Biesta summarises this neatly by contending that, ‘If evidence were the only base for educational practice, educational practice would be entirely without direction’. And that ‘Questions about “what works” – that is questions about the effectiveness of educational actions – are always secondary to questions of purpose’ (Biesta, 2010: 500).
It is a call to ensure that an examination of how school leaders use the significant power available to them and their school’s values is given sufficient weight when they formulate policy and make decisions that affect the hundreds of children and adults in their care.
Nowhere is this more important than in the leadership of behaviour.
Why?
There is an ever-present risk of school leaders making up policy on the matter of behaviour in isolation or as they go along, or by simply lifting an idea from another school because, from a distance, it seemed to work for them or has superficial appeal. I’ve done this myself on more than one occasion. The regularly reported immediate increase in stringency of uniform standards when a new Headteacher takes on a school which had previously poor standards of behaviour suggests itself as one such example.
The behaviour of children, and school leaders’ responses to it, are two of the most emotive and controversial topics in the teaching profession.
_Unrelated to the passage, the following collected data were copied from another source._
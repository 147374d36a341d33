//! Site building orchestration.
//!
//! Build pipeline phases:
//! - **Blog** - render posts, then the blog index
//! - **Publications** - DBLP export to publications page and BibTeX
//! - **SEO** - sitemap, robots.txt and RSS feed from the post list
//!
//! Blog and publications are independent and run in parallel.

use crate::{
    config::SiteConfig,
    generator::{
        feed::build_feed, index::build_blog_index, robots::build_robots, sitemap::build_sitemap,
    },
    log,
    post::{Post, build_posts},
    publication::build_publications,
};
use anyhow::Result;
use std::time::Instant;

/// Build everything: blog and publications in parallel, then SEO files.
pub fn build_site(config: &SiteConfig) -> Result<()> {
    let start = Instant::now();

    let (blog_result, publications_result) =
        rayon::join(|| build_blog(config), || build_publications(config));

    let posts = blog_result?;
    publications_result?;

    if let Some(posts) = posts {
        build_seo(config, &posts)?;
    }

    log!("build"; "done in {:.2?}", start.elapsed());
    Ok(())
}

/// Blog only: posts, index and SEO files.
pub fn build_blog_site(config: &SiteConfig) -> Result<()> {
    if let Some(posts) = build_blog(config)? {
        build_seo(config, &posts)?;
    }
    Ok(())
}

/// Publications page and BibTeX only.
pub fn build_publications_site(config: &SiteConfig) -> Result<()> {
    build_publications(config)
}

/// Posts and blog index. `None` when the blog build was skipped.
fn build_blog(config: &SiteConfig) -> Result<Option<Vec<Post>>> {
    let Some(posts) = build_posts(config)? else {
        return Ok(None);
    };
    build_blog_index(config, &posts)?;
    Ok(Some(posts))
}

/// Sitemap, robots.txt and feed share one resolved base URL.
fn build_seo(config: &SiteConfig, posts: &[Post]) -> Result<()> {
    let base_url = config.base_url();

    let (sitemap_result, feed_result) = rayon::join(
        || {
            build_sitemap(config, &base_url, posts)?;
            build_robots(config, &base_url)
        },
        || build_feed(config, &base_url, posts),
    );

    sitemap_result?;
    feed_result?;
    Ok(())
}
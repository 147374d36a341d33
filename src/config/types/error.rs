//! Configuration error types.

use owo_colors::OwoColorize;
use std::fmt;
use std::path::PathBuf;
use thiserror::Error;

// ============================================================================
// ConfigError
// ============================================================================

/// Configuration-related errors
#[derive(Debug, Error)]
pub enum ConfigError {
    #[error("IO error when reading `{0}`")]
    Io(PathBuf, #[source] std::io::Error),

    #[error("Config file parsing error")]
    Toml(#[from] toml::de::Error),

    #[error("Legacy JSON config parsing error")]
    Json(#[from] serde_json::Error),

    // NOTE: No #[from] here - we don't want source() which causes duplicate output
    #[error("{0}")]
    Diagnostics(ConfigDiagnostics),
}

// ============================================================================
// ConfigDiagnostic
// ============================================================================

/// A single configuration diagnostic
#[derive(Debug, Clone)]
pub struct ConfigDiagnostic {
    /// Config field path (e.g., "site.url")
    pub field: &'static str,
    /// Error description
    pub message: String,
    /// Fix hint (optional)
    pub hint: Option<String>,
}

impl fmt::Display for ConfigDiagnostic {
    fn fmt(&self, f: &mut fmt::Formatter<'_>) -> fmt::Result {
        writeln!(f, "{}{}{}", "[".dimmed(), self.field.cyan(), "]".dimmed())?;
        write!(f, "{} {}", "→".red(), self.message)?;
        if let Some(hint) = &self.hint {
            write!(f, "\n  {} {}", "hint:".yellow(), hint)?;
        }
        Ok(())
    }
}

// ============================================================================
// ConfigDiagnostics
// ============================================================================

/// Collected validation errors, reported together.
#[derive(Debug, Default)]
pub struct ConfigDiagnostics {
    errors: Vec<ConfigDiagnostic>,
}

impl ConfigDiagnostics {
    pub fn new() -> Self {
        Self::default()
    }

    pub fn error(&mut self, field: &'static str, message: impl Into<String>) {
        self.errors.push(ConfigDiagnostic {
            field,
            message: message.into(),
            hint: None,
        });
    }

    /// Add an error with a hint.
    pub fn error_with_hint(
        &mut self,
        field: &'static str,
        message: impl Into<String>,
        hint: impl Into<String>,
    ) {
        self.errors.push(ConfigDiagnostic {
            field,
            message: message.into(),
            hint: Some(hint.into()),
        });
    }

    /// `Ok(())` when nothing was collected.
    pub fn into_result(self) -> Result<(), Self> {
        if self.errors.is_empty() {
            Ok(())
        } else {
            Err(self)
        }
    }
}

impl fmt::Display for ConfigDiagnostics {
    fn fmt(&self, f: &mut fmt::Formatter<'_>) -> fmt::Result {
        let count = self.errors.len();
        writeln!(
            f,
            "config has {count} error{}:",
            if count == 1 { "" } else { "s" }
        )?;
        for (i, diag) in self.errors.iter().enumerate() {
            if i > 0 {
                writeln!(f)?;
            }
            writeln!(f, "{diag}")?;
        }
        Ok(())
    }
}
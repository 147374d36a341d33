//! HTML and XML escaping.
//!
//! All functions borrow when the input needs no escaping.

use std::borrow::Cow;

/// Replace every char for which `entity` returns `Some`.
fn replace_chars(s: &str, entity: impl Fn(char) -> Option<&'static str>) -> Cow<'_, str> {
    let Some(first) = s.find(|c| entity(c).is_some()) else {
        return Cow::Borrowed(s);
    };

    let mut out = String::with_capacity(s.len() + 16);
    out.push_str(&s[..first]);
    for c in s[first..].chars() {
        match entity(c) {
            Some(e) => out.push_str(e),
            None => out.push(c),
        }
    }
    Cow::Owned(out)
}

/// Escape text for HTML element content.
pub fn escape(s: &str) -> Cow<'_, str> {
    replace_chars(s, |c| match c {
        '<' => Some("&lt;"),
        '>' => Some("&gt;"),
        '&' => Some("&amp;"),
        '"' => Some("&quot;"),
        '\'' => Some("&#39;"),
        _ => None,
    })
}

/// Escape an HTML attribute value (double-quoted).
#[inline]
pub fn escape_attr(s: &str) -> Cow<'_, str> {
    escape(s)
}

/// Escape XML text and attribute content (sitemap).
pub fn escape_xml(s: &str) -> Cow<'_, str> {
    replace_chars(s, |c| match c {
        '<' => Some("&lt;"),
        '>' => Some("&gt;"),
        '&' => Some("&amp;"),
        '"' => Some("&quot;"),
        '\'' => Some("&apos;"),
        _ => None,
    })
}

#[cfg(test)]
mod tests {
    use super::*;

    #[test]
    fn test_escape_basic() {
        assert_eq!(escape("<script>"), "&lt;script&gt;");
        assert_eq!(escape("a & b"), "a &amp; b");
        assert_eq!(escape(r#"say "hi""#), "say &quot;hi&quot;");
        assert_eq!(escape("it's"), "it&#39;s");
    }

    #[test]
    fn test_escape_no_alloc() {
        assert!(matches!(escape("plain text"), Cow::Borrowed(_)));
    }

    #[test]
    fn test_escape_unicode_untouched() {
        assert_eq!(escape("Привет <мир>"), "Привет &lt;мир&gt;");
    }

    #[test]
    fn test_escape_xml() {
        assert_eq!(escape_xml("hello"), "hello");
        assert_eq!(
            escape_xml("https://example.com/?q=a&b=c"),
            "https://example.com/?q=a&amp;b=c"
        );
        assert_eq!(escape_xml("it's"), "it&apos;s");
    }
}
Listen in on any staffroom conversation or social media bunfight and you won’t have to wait too long for it to surface. The acceleration in emotion that these topics can bring about can make cool, measured discussion and decision-making difficult. I’ve been in precisely this position numerous times, both as a teacher exasperated with my own inadequacy or with what I perceived as poor support from my leaders, and as a Headteacher when I knew colleagues felt exactly the same way about me. As a school leader it provoked an overpowering urge to do something, anything right that second to help my colleagues and to show them that I was a tough, uncompromising Headteacher who wouldn’t take any messing from the children. Of course, what I was really doing was suppressing my own insecurity and hiding the fact that I didn’t really know what to do. It was inaction masquerading as action, procrastination dressed up as decisiveness.
This urgency, and its accompanying stress response, can cause leaders to make those knee-jerk decisions to satisfy demands that can come in the form of:
‘Everyone says you’ve got to do something about Luke Hadley/Year 8/break times/haircuts/phones!’ [Delete or amend as appropriate.]
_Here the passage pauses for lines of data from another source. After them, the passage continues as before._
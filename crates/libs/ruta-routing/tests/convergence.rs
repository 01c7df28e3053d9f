//! Multi-router SPF convergence checks: feed every router the same set of
//! advertisements and verify the resulting tables are shortest-path and
//! identical across routers with identical inputs.

use std::collections::BTreeMap;
use std::time::Instant;

use ruta_routing::{Decision, LsrState};
use ruta_wire::{Destination, NodeId, Packet, PacketKind, Proto};
use serde_json::json;

fn node(id: &str) -> NodeId {
    NodeId::from(id)
}

fn lsa(origin: &str, seq: u64, neighbors: &[(&str, u32)]) -> Packet {
    let neighbors: BTreeMap<String, u32> =
        neighbors.iter().map(|(n, c)| ((*n).to_owned(), *c)).collect();
    let payload = json!({"origin": origin, "seq": seq, "neighbors": neighbors});
    let mut packet = Packet::new(
        Proto::Lsr,
        PacketKind::Info,
        node(origin),
        Destination::Broadcast,
    )
    .with_ttl(16)
    .with_payload(serde_json::Value::String(payload.to_string()));
    packet.ensure_msg_id();
    packet
}

/// Square a-b-c-d-a. Every router learns the full topology and routes each
/// destination out of a first hop that lies on a shortest path.
#[test]
fn square_topology_converges_to_shortest_paths() {
    let now = Instant::now();
    let edges: &[(&str, &[(&str, u32)])] = &[
        ("a", &[("b", 1), ("d", 1)]),
        ("b", &[("a", 1), ("c", 1)]),
        ("c", &[("b", 1), ("d", 1)]),
        ("d", &[("a", 1), ("c", 1)]),
    ];

    let mut a = LsrState::new(node("a"));
    a.update_neighbor(node("b"), 1, now);
    a.update_neighbor(node("d"), 1, now);

    for (origin, neighbors) in edges {
        if *origin == "a" {
            continue;
        }
        let decision = a.process_packet(&mut lsa(origin, 1, neighbors), None, now);
        assert_eq!(decision, Decision::FloodLsa, "lsa from {origin} must install");
    }

    // Direct neighbors are one hop; c is two hops away on either side, and
    // the tie resolves to the lexicographically smaller first hop.
    assert_eq!(a.routing_table().get(&node("b")), Some(&node("b")));
    assert_eq!(a.routing_table().get(&node("d")), Some(&node("d")));
    assert_eq!(a.routing_table().get(&node("c")), Some(&node("b")));
}

/// Two routers with identical LSDBs and neighbor states publish identical
/// tables, whatever order the advertisements arrived in.
#[test]
fn arrival_order_does_not_change_the_table() {
    let now = Instant::now();
    let advertisements: &[(&str, &[(&str, u32)])] = &[
        ("b", &[("a", 1), ("c", 1), ("e", 1)]),
        ("c", &[("b", 1), ("d", 1)]),
        ("d", &[("c", 1), ("e", 1)]),
        ("e", &[("b", 1), ("d", 1)]),
    ];

    let build = |order: &[usize]| {
        let mut state = LsrState::new(node("a"));
        state.update_neighbor(node("b"), 1, now);
        for &i in order {
            let (origin, neighbors) = advertisements[i];
            state.process_packet(&mut lsa(origin, 1, neighbors), None, now);
        }
        state.routing_table().clone()
    };

    let forward = build(&[0, 1, 2, 3]);
    let reversed = build(&[3, 2, 1, 0]);
    let shuffled = build(&[2, 0, 3, 1]);
    assert_eq!(forward, reversed);
    assert_eq!(forward, shuffled);

    // And everything funnels through the only direct neighbor.
    for destination in ["b", "c", "d", "e"] {
        assert_eq!(forward.get(&node(destination)), Some(&node("b")));
    }
}

/// Higher-cost links lose to longer-but-cheaper paths.
#[test]
fn costs_are_honored_over_hop_count() {
    let now = Instant::now();
    let mut state = LsrState::new(node("a"));
    state.update_neighbor(node("b"), 10, now);
    state.update_neighbor(node("c"), 1, now);

    state.process_packet(&mut lsa("b", 1, &[("a", 10)]), None, now);
    state.process_packet(&mut lsa("c", 1, &[("a", 1), ("b", 1)]), None, now);

    // Direct a-b costs 10; a-c-b costs 2.
    assert_eq!(state.routing_table().get(&node("b")), Some(&node("c")));
}
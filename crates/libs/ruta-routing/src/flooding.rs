//! Controlled flooding.
//!
//! No routing table at all: every packet goes to every peer except the one
//! it came from. Loops are contained by three fences — the per-algorithm
//! msg-id set here, the engine's own receive-side cache, and the rolling
//! `path` window in the packet headers.

use std::collections::BTreeMap;

use ruta_wire::{NodeId, Packet, PacketKind};

use crate::seen::SeenCache;
use crate::{Decision, Route};

pub struct FloodingState {
    node: NodeId,
    neighbors: BTreeMap<NodeId, u32>,
    seen: SeenCache<String>,
}

impl FloodingState {
    pub fn new(node: NodeId) -> Self {
        Self {
            node,
            neighbors: BTreeMap::new(),
            seen: SeenCache::default(),
        }
    }

    pub fn update_neighbor(&mut self, id: NodeId, cost: u32) {
        self.neighbors.insert(id, cost);
    }

    pub fn neighbors(&self) -> &BTreeMap<NodeId, u32> {
        &self.neighbors
    }

    pub fn process_packet(&mut self, packet: &mut Packet) -> Decision {
        // HELLO asserts presence only; it is never retransmitted.
        if packet.kind == PacketKind::Hello {
            return Decision::ConsumeLocal;
        }

        let msg_id = packet.ensure_msg_id().to_owned();
        if !self.seen.insert(msg_id) {
            log::debug!("flooding({}): duplicate {}, dropping", self.node, packet);
            return Decision::ConsumeLocal;
        }

        if packet.path().contains(&self.node) {
            log::debug!("flooding({}): cycle via path header, dropping {}", self.node, packet);
            return Decision::ConsumeLocal;
        }
        packet.record_hop(self.node.clone());

        Decision::Flood
    }

    pub fn get_next_hop(&self, _destination: &NodeId) -> Option<Route> {
        Some(Route::Flood)
    }
}
//! # ruta-routing
//!
//! The three routing algorithms a ruta router can run, behind one small
//! dispatch surface. The router engine feeds every inbound packet to
//! [`Algorithm::process_packet`] and acts on the returned [`Decision`];
//! origination asks [`Algorithm::get_next_hop`]. Algorithms never perform
//! I/O themselves — the link-state variant exposes `should_send_*` /
//! `create_*_packet` pairs that the engine polls on its periodic tick.
//!
//! All time-dependent state takes an explicit [`std::time::Instant`] so the
//! protocol machinery is testable without sleeping.

pub mod dijkstra;
pub mod flooding;
pub mod lsr;
pub mod seen;

use std::collections::BTreeMap;
use std::time::Instant;

use ruta_wire::{NodeId, Packet, Proto};

pub use dijkstra::DijkstraState;
pub use flooding::FloodingState;
pub use lsr::LsrState;
pub use seen::{SeenCache, SEEN_CAPACITY};

/// What the engine should do with an inbound packet.
#[derive(Debug, Clone, PartialEq, Eq)]
pub enum Decision {
    /// The algorithm handled (or rejected) the packet; do not retransmit.
    ConsumeLocal,
    /// Retransmit to all peers except the sender.
    Flood,
    /// Same fan-out as `Flood`, marking an LSA reflood.
    FloodLsa,
    /// Unicast to this direct neighbor.
    NextHop(NodeId),
    /// No usable route; drop with a log line.
    NoRoute,
}

/// Answer to a next-hop lookup at origination time.
#[derive(Debug, Clone, PartialEq, Eq)]
pub enum Route {
    /// Send to every peer (flooding has no per-destination state).
    Flood,
    /// Hand off to this direct neighbor.
    Neighbor(NodeId),
}

/// A routing algorithm variant with its state inline.
pub enum Algorithm {
    Flooding(FloodingState),
    Dijkstra(DijkstraState),
    Lsr(LsrState),
}

impl Algorithm {
    pub fn name(&self) -> &'static str {
        match self {
            Self::Flooding(_) => "flooding",
            Self::Dijkstra(_) => "dijkstra",
            Self::Lsr(_) => "lsr",
        }
    }

    pub fn proto(&self) -> Proto {
        match self {
            Self::Flooding(_) => Proto::Flooding,
            Self::Dijkstra(_) => Proto::Dijkstra,
            Self::Lsr(_) => Proto::Lsr,
        }
    }

    /// Learn or refresh a direct neighbor. Idempotent.
    pub fn update_neighbor(&mut self, id: NodeId, cost: u32, now: Instant) {
        match self {
            Self::Flooding(state) => state.update_neighbor(id, cost),
            Self::Dijkstra(state) => state.update_neighbor(id, cost),
            Self::Lsr(state) => state.update_neighbor(id, cost, now),
        }
    }

    /// Run the algorithm over one inbound packet. `from` is the neighbor
    /// the transport attributed the packet to, when it could.
    pub fn process_packet(
        &mut self,
        packet: &mut Packet,
        from: Option<&NodeId>,
        now: Instant,
    ) -> Decision {
        match self {
            Self::Flooding(state) => state.process_packet(packet),
            Self::Dijkstra(state) => state.process_packet(packet),
            Self::Lsr(state) => state.process_packet(packet, from, now),
        }
    }

    pub fn get_next_hop(&self, destination: &NodeId) -> Option<Route> {
        match self {
            Self::Flooding(state) => state.get_next_hop(destination),
            Self::Dijkstra(state) => state.get_next_hop(destination),
            Self::Lsr(state) => state.get_next_hop(destination),
        }
    }

    /// Current `destination -> next hop` table. Empty for flooding, which
    /// keeps no per-destination state.
    pub fn routing_table(&self) -> BTreeMap<NodeId, NodeId> {
        match self {
            Self::Flooding(_) => BTreeMap::new(),
            Self::Dijkstra(state) => state.routing_table().clone(),
            Self::Lsr(state) => state.routing_table().clone(),
        }
    }

    /// Configured direct neighbors and their costs.
    pub fn neighbors(&self) -> BTreeMap<NodeId, u32> {
        match self {
            Self::Flooding(state) => state.neighbors().clone(),
            Self::Dijkstra(state) => state.neighbors().clone(),
            Self::Lsr(state) => state.neighbor_costs(),
        }
    }

    pub fn as_lsr(&self) -> Option<&LsrState> {
        match self {
            Self::Lsr(state) => Some(state),
            _ => None,
        }
    }

    pub fn as_lsr_mut(&mut self) -> Option<&mut LsrState> {
        match self {
            Self::Lsr(state) => Some(state),
            _ => None,
        }
    }

    pub fn as_dijkstra(&self) -> Option<&DijkstraState> {
        match self {
            Self::Dijkstra(state) => Some(state),
            _ => None,
        }
    }
}
fn add_edge(
    adjacency: &mut BTreeMap<NodeId, BTreeMap<NodeId, u32>>,
    a: &NodeId,
    b: &NodeId,
    cost: u32,
) {
    let forward = adjacency
        .entry(a.clone())
        .or_default()
        .entry(b.clone())
        .or_insert(cost);
    *forward = (*forward).min(cost);
    let reverse = adjacency
        .entry(b.clone())
        .or_default()
        .entry(a.clone())
        .or_insert(cost);
    *reverse = (*reverse).min(cost);
}

fn decode_lsa_payload(payload: &Value) -> Option<LsaPayload> {
    match payload {
        Value::String(text) => serde_json::from_str(text).ok(),
        Value::Object(_) => serde_json::from_value(payload.clone()).ok(),
        _ => None,
    }
}

fn unix_now() -> f64 {
    SystemTime::now()
        .duration_since(UNIX_EPOCH)
        .map(|d| d.as_secs_f64())
        .unwrap_or(0.0)
}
Colleagues look to us as leaders for solutions and we are keen, sometimes desperate, to provide them with those solutions without delay. However, decisions made in the heat of the moment whilst coping with the glare of expectant onlookers are more likely to be taken in order to meet the immediate needs of the decision maker rather than the needs of the children and adults involved. It is one thing to know this. It is quite another to hold your nerve and tell everyone that the road ahead may feel long and bumpy, that there are things we can do straight away to help, but that lasting improvement will take time in the way that losing weight takes time. The worst part of this inevitably temporary respite is that the problem remains essentially unsolved and must be confronted sooner or later, perhaps once it has deteriorated.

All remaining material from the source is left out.